Brodies, which said it is “reviewing matters daily and considering Government guidance and best practice as it emerges”, has gone one step further, asking its people not to attend events which, like the Law Society dinner, have more than 100 people in attendance.

“Our primary concerns remain client service and continuity of our own business and ensuring we, as a business, take appropriate measures to mitigate any spread of the virus,” a spokeswoman for the firm said.

“For that reason, we have given thought to the business development and networking events that the firm hosts, and the events that our colleagues attend.

“That has, for now, included asking colleagues not to attend events hosted by others at which more than 100 people will attend, and not hosting events ourselves which have more than 25 attendees.”

It comes after at least two non-legal events due to take place in Scotland this week were cancelled as a result of coronavirus, which has now been listed as a factor in six UK deaths while the number of confirmed cases in Scotland has risen to 27.

On Monday the charity Diabetes UK confirmed that its Professional Conference, which was due to take place in the SEC in Glasgow next week, will no longer ahead. Yesterday, the Microbiology Society, which was due to welcome 1,400 delegates to its 75th anniversary meeting in Edinburgh at the end of the month, said its event has also been cancelled.

Although the Law Society made the decision to press ahead with its dinner on Friday night, the organisation has issued guidance to its staff and council members as part of its efforts to help stop the spread of the virus.

As part of this, anyone who has recently travelled from an affected country is being asked not to attend any meetings arranged by or on behalf of the Law Society.

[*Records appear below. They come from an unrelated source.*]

//! Audio turn buffering and finalization for the audio response modality.
//!
//! Model speech is accumulated per turn. On `turn_complete` the turn is taken
//! out of the buffer, wrapped as WAV, aligned into word timings on a blocking
//! thread and sent to the client as one `audio` event.

use super::{
    client::{ClientSink, send_best_effort},
    protocol::{AudioPayload, ErrorType, ServerMessage},
    state::Session,
};
use crate::audio_utils::{encode_base64, output_wav_spec, pcm16_to_wav};
use avatar_core::{AlignError, WordAligner, WordTimings};
use std::{io::Write, sync::Arc};
use tokio::sync::mpsc;
use tokio_util::sync::CancellationToken;
use tracing::{debug, error, info};

/// PCM16 audio of one model turn, open from its first audio delta until `turn_complete`.
#[derive(Debug, Default)]
pub struct AudioTurn {
    pcm: Vec<u8>,
    chunks: usize,
}

impl AudioTurn {
    fn append(&mut self, frame: &[u8]) {
        self.pcm.extend_from_slice(frame);
        self.chunks += 1;
    }

    pub fn len(&self) -> usize {
        self.pcm.len()
    }

    pub fn is_empty(&self) -> bool {
        self.pcm.is_empty()
    }
}

#[derive(Debug, Clone, Copy, PartialEq, Eq)]
pub enum TurnState {
    Idle,
    Accumulating,
}

/// Holds at most one open [`AudioTurn`].
#[derive(Debug, Default)]
pub struct AudioTurnBuffer {
    turn: Option<AudioTurn>,
}

impl AudioTurnBuffer {
    pub fn state(&self) -> TurnState {
        match self.turn {
            Some(_) => TurnState::Accumulating,
            None => TurnState::Idle,
        }
    }

    /// Appends a frame, opening a fresh turn if none is open.
    pub fn append(&mut self, frame: &[u8]) {
        let turn = self.turn.get_or_insert_with(|| {
            info!("Opened audio turn buffer");
            AudioTurn::default()
        });
        turn.append(frame);
    }

    /// Closes the open turn, if any, and returns the buffer to idle.
    pub fn take(&mut self) -> Option<AudioTurn> {
        self.turn.take()
    }
}

/// A turn handed from the response pump to the finalizer. `generation` is the
/// session's audio turn generation at hand-off.
#[derive(Debug)]
pub struct ClosedTurn {
    pub generation: u64,
    pub audio: Option<AudioTurn>,
}

#[derive(Debug, thiserror::Error)]
pub enum AudioError {
    #[error("no audio was received for this turn")]
    EmptyTurn,
    #[error("failed to build WAV container: {0}")]
    Container(#[from] hound::Error),
    #[error("failed to write temporary audio file: {0}")]
    TempFile(#[from] std::io::Error),
    #[error(transparent)]
    Align(#[from] AlignError),
    #[error("alignment worker failed: {0}")]
    Worker(#[from] tokio::task::JoinError),
}

#[derive(Debug)]
pub struct FinishedTurn {
    pub wav: Vec<u8>,
    pub words: WordTimings,
}

/// Turns a closed audio turn into WAV plus word timings.
///
/// Container building, the temporary file and the aligner all run on a
/// blocking thread. The temporary file is removed when the worker returns.
pub async fn finalize(
    turn: Option<AudioTurn>,
    aligner: Arc<dyn WordAligner>,
) -> Result<FinishedTurn, AudioError> {
    let turn = turn.filter(|t| !t.is_empty()).ok_or(AudioError::EmptyTurn)?;
    info!(bytes = turn.len(), chunks = turn.chunks, "Finalizing audio turn");

    tokio::task::spawn_blocking(move || -> Result<FinishedTurn, AudioError> {
        let wav = pcm16_to_wav(&turn.pcm, output_wav_spec())?;
        drop(turn);
        let mut file = tempfile::Builder::new().prefix("turn-").suffix(".wav").tempfile()?;
        file.write_all(&wav)?;
        file.flush()?;
        let words = aligner.align(file.path())?;
        debug!(words = words.len(), "Aligned audio turn");
        Ok(FinishedTurn { wav, words })
    })
    .await?
}

/// Finalizes closed turns one after another, so their audio events reach the
/// client in turn order. The receiving flag is left alone once a newer turn
/// has started streaming.
pub async fn run_audio_finalizer(
    session: Arc<Session>,
    client: Arc<dyn ClientSink>,
    aligner: Arc<dyn WordAligner>,
    mut turns: mpsc::UnboundedReceiver<ClosedTurn>,
    cancel: CancellationToken,
) {
    loop {
        let turn = tokio::select! {
            () = cancel.cancelled() => break,
            next = turns.recv() => match next {
                Some(turn) => turn,
                None => break,
            },
        };
        let msg = tokio::select! {
            () = cancel.cancelled() => break,
            result = finalize(turn.audio, aligner.clone()) => match result {
                Ok(finished) => ServerMessage::Audio {
                    data: AudioPayload::Turn {
                        audio: encode_base64(&finished.wav),
                        words: finished.words,
                    },
                },
                Err(e) => {
                    error!(error = %e, "Error generating viseme data from audio");
                    ServerMessage::error(
                        format!("Failed to process audio: {e}"),
                        None,
                        ErrorType::AudioProcessing,
                    )
                }
            },
        };
        send_best_effort(client.as_ref(), msg).await;
        if !session.finish_audio_turn(turn.generation) {
            debug!(generation = turn.generation, "Newer audio turn open; receiving flag kept");
        }
    }
    debug!("Audio finalizer stopped.");
}

#[cfg(test)]
mod tests {
    use super::*;
    use crate::ws::testing;
    use avatar_core::aligner::MockWordAligner;
    use std::io::Cursor;

    fn timings() -> WordTimings {
        WordTimings {
            words: vec!["hello".into(), "there".into()],
            wtimes: vec![0, 400],
            wdurations: vec![350, 300],
        }
    }

    #[test]
    fn test_buffer_state_machine() {
        let mut buffer = AudioTurnBuffer::default();
        assert_eq!(buffer.state(), TurnState::Idle);
        assert!(buffer.take().is_none());

        buffer.append(&[1, 0]);
        assert_eq!(buffer.state(), TurnState::Accumulating);
        buffer.append(&[2, 0, 3, 0]);
        assert_eq!(buffer.state(), TurnState::Accumulating);

        let turn = buffer.take().unwrap();
        assert_eq!(turn.len(), 6);
        assert_eq!(turn.chunks, 2);
        assert_eq!(buffer.state(), TurnState::Idle);

        buffer.append(&[4, 0]);
        assert_eq!(buffer.take().unwrap().len(), 2);
    }

    #[tokio::test]
    async fn test_finalize_wraps_wav_and_aligns() {
        let mut aligner = MockWordAligner::new();
        aligner
            .expect_align()
            .times(1)
            .withf(|path| {
                path.extension().is_some_and(|ext| ext == "wav")
                    && std::fs::read(path).is_ok_and(|bytes| bytes.starts_with(b"RIFF"))
            })
            .returning(|_| Ok(timings()));

        let mut buffer = AudioTurnBuffer::default();
        buffer.append(&[0x10, 0x00, 0x20, 0x00]);
        buffer.append(&[0x30, 0x00]);
        let finished = finalize(buffer.take(), Arc::new(aligner)).await.unwrap();

        assert_eq!(finished.words, timings());
        let reader = hound::WavReader::new(Cursor::new(finished.wav)).unwrap();
        assert_eq!(reader.spec().sample_rate, 24000);
        let samples: Vec<i16> = reader.into_samples::<i16>().map(Result::unwrap).collect();
        assert_eq!(samples, vec![0x10, 0x20, 0x30]);
    }

    #[tokio::test]
    async fn test_finalize_empty_turn() {
        let mut aligner = MockWordAligner::new();
        aligner.expect_align().never();
        let aligner: Arc<dyn WordAligner> = Arc::new(aligner);

        assert!(matches!(
            finalize(None, aligner.clone()).await,
            Err(AudioError::EmptyTurn)
        ));
        assert!(matches!(
            finalize(Some(AudioTurn::default()), aligner).await,
            Err(AudioError::EmptyTurn)
        ));
    }

    #[tokio::test]
    async fn test_finalize_reports_alignment_failure() {
        let mut aligner = MockWordAligner::new();
        aligner.expect_align().returning(|_| Err(AlignError::NoSpeech));
        let mut buffer = AudioTurnBuffer::default();
        buffer.append(&[0, 0]);

        let err = finalize(buffer.take(), Arc::new(aligner)).await.unwrap_err();
        assert!(matches!(err, AudioError::Align(AlignError::NoSpeech)));
        assert!(err.to_string().contains("No segments found"));
    }

    #[tokio::test]
    async fn test_finalizer_sends_results_in_order() {
        let mut aligner = MockWordAligner::new();
        aligner.expect_align().returning(|_| Ok(timings()));
        let session = Arc::new(Session::new());
        session.open_audio_turn();
        session.mark_model_output();
        let generation = session.hand_off_audio_turn();
        let (client, mut client_rx) = testing::client_sink();
        let (tx, rx) = mpsc::unbounded_channel();
        let cancel = CancellationToken::new();
        let worker = tokio::spawn(run_audio_finalizer(
            session.clone(),
            client,
            Arc::new(aligner),
            rx,
            cancel.clone(),
        ));

        let mut buffer = AudioTurnBuffer::default();
        buffer.append(&[1, 0]);
        for audio in [buffer.take(), buffer.take()] {
            tx.send(ClosedTurn { generation, audio }).unwrap();
        }

        match testing::next(&mut client_rx).await {
            ServerMessage::Audio {
                data: AudioPayload::Turn { words, .. },
            } => assert_eq!(words, timings()),
            other => panic!("unexpected message: {other:?}"),
        }
        match testing::next(&mut client_rx).await {
            ServerMessage::Error { data } => {
                assert_eq!(data.error_type, Some(ErrorType::AudioProcessing));
                assert_eq!(data.message, "Failed to process audio: no audio was received for this turn");
            }
            other => panic!("unexpected message: {other:?}"),
        }
        cancel.cancel();
        worker.await.unwrap();
        assert!(!session.is_receiving_response());
    }

    #[tokio::test]
    async fn test_finalizer_keeps_flag_while_next_turn_streams() {
        let mut aligner = MockWordAligner::new();
        aligner.expect_align().returning(|_| {
            std::thread::sleep(std::time::Duration::from_millis(100));
            Ok(timings())
        });
        let session = Arc::new(Session::new());
        let (client, mut client_rx) = testing::client_sink();
        let (tx, rx) = mpsc::unbounded_channel();
        let cancel = CancellationToken::new();
        let worker = tokio::spawn(run_audio_finalizer(
            session.clone(),
            client,
            Arc::new(aligner),
            rx,
            cancel.clone(),
        ));

        let mut buffer = AudioTurnBuffer::default();
        session.open_audio_turn();
        session.mark_model_output();
        buffer.append(&[1, 0]);
        let generation = session.hand_off_audio_turn();
        tx.send(ClosedTurn { generation, audio: buffer.take() }).unwrap();

        session.open_audio_turn();
        session.mark_model_output();
        buffer.append(&[2, 0]);

        assert!(matches!(
            testing::next(&mut client_rx).await,
            ServerMessage::Audio { .. }
        ));
        assert!(session.is_receiving_response());

        let generation = session.hand_off_audio_turn();
        tx.send(ClosedTurn { generation, audio: buffer.take() }).unwrap();
        assert!(matches!(
            testing::next(&mut client_rx).await,
            ServerMessage::Audio { .. }
        ));
        cancel.cancel();
        worker.await.unwrap();
        assert!(!session.is_receiving_response());
    }
}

The organisation has also made anti-bacterial wipes and hand sanitiser available throughout its headquarters at Atria One in Edinburgh and is ensuring all door handles throughout its offices are regularly cleaned.

“We take the health and safety of our employees and volunteers seriously and therefore seek to provide a safe place and system of work,” a spokesperson said.

Yesterday Professor Jason Leitch, the Scottish Government’s National Clinical Director, told the BBC’s Good Morning Scotland programme that suggestions the response to coronavirus was overblown were unfounded. “We are not over-egging this pudding,” he said.

Professor Leitch added that while the public should continue to go about their lives as normal, escalation measures to prevent further spread of the virus now look “inevitable”.

“Just now, all [at that time] 23 of Scotland’s cases can be linked to travel or people who have travelled,” he said.

“We know the route for everybody who has got an infection. When we stop being able to do that, which we think is now inevitable, we will have to do something different with society.”